A couple of hours later, after strolling along the Third Street Promenade, where people flock to the open-air shopping district of Santa Monica to spend their money and enjoy a day of sun and sand, Liam stops at a souvenir shop. A high-pitched scream has me glancing at the bright yellow roller coaster off in the distance. In fact, though, I can’t be sure the screaming isn’t coming from the Ferris wheel.

When I look back at Liam, I find him staring at something on top of the showcase. I move in next to him as he takes a red and yellow abstract ceramic heart ornament off the golden hook. “This right here,” he says to the girl behind the counter. “I’ll take this one for the lady.” She accepts the ornament from him and he grabs his wallet, handing her a fifty. He accepts his change before spinning around to me with the ornament hanging off his finger. “A gift to remember this weekend.”
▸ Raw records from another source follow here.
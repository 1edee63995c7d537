//! Events emitted by ledger mutations.

use crate::auth::Role;
use rebase_types::AccountId;

/// Notifications observers can subscribe to via the [`EventBus`].
#[derive(Clone, Debug, PartialEq, Eq)]
pub enum LedgerEvent {
    /// The global base rate was lowered.
    BaseRateChanged { previous: u128, rate: u128 },
    /// Principal was credited to an account at the given personal rate.
    Minted {
        account: AccountId,
        amount: u128,
        rate: u128,
    },
    /// Principal was debited from an account.
    Burned { account: AccountId, amount: u128 },
    /// Principal moved between two accounts.
    Transferred {
        from: AccountId,
        to: AccountId,
        amount: u128,
    },
    /// Pending interest was folded into an account's principal.
    InterestMaterialized { account: AccountId, amount: u128 },
    /// A recipient funded from empty took on the current base rate.
    RateAdopted { account: AccountId, rate: u128 },
    /// An allowance was set.
    Approval {
        owner: AccountId,
        spender: AccountId,
        amount: u128,
    },
    RoleGranted { account: AccountId, role: Role },
    RoleRevoked { account: AccountId, role: Role },
}

/// Synchronous fan-out event bus.
///
/// Listeners run inline on the mutating call; keep them fast.
pub struct EventBus {
    listeners: Vec<Box<dyn Fn(&LedgerEvent) + Send + Sync>>,
}

impl EventBus {
    pub fn new() -> Self {
        Self {
            listeners: Vec::new(),
        }
    }

    pub fn subscribe(&mut self, listener: Box<dyn Fn(&LedgerEvent) + Send + Sync>) {
        self.listeners.push(listener);
    }

    pub fn emit(&self, event: &LedgerEvent) {
        for listener in &self.listeners {
            listener(event);
        }
    }
}

impl Default for EventBus {
    fn default() -> Self {
        Self::new()
    }
}

impl std::fmt::Debug for EventBus {
    fn fmt(&self, f: &mut std::fmt::Formatter<'_>) -> std::fmt::Result {
        f.debug_struct("EventBus")
            .field("listeners", &self.listeners.len())
            .finish()
    }
}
I stare at the ornament, completely taken aback by his gesture.

Something Liam clearly takes notice of. “You don’t like it?” he asks, a frown marring his gorgeous face.

“On the contrary,” I say, a little breathless. “It’s perfect, and completely unexpected.”

He smiles, warming the richness of his eyes. “Well, I’m glad then.” He wraps an arm around the small of my back, bringing me in close against the strength of his body. “Though you’ve also made me curious. Why is this gift so unexpected?”

I glance down at the ornament, running my hand over the smooth shiny ceramic. “I guess I would have expected you to…”

“Spend thousands on you?”

I cringe. “God that sounds so awful, doesn’t it?”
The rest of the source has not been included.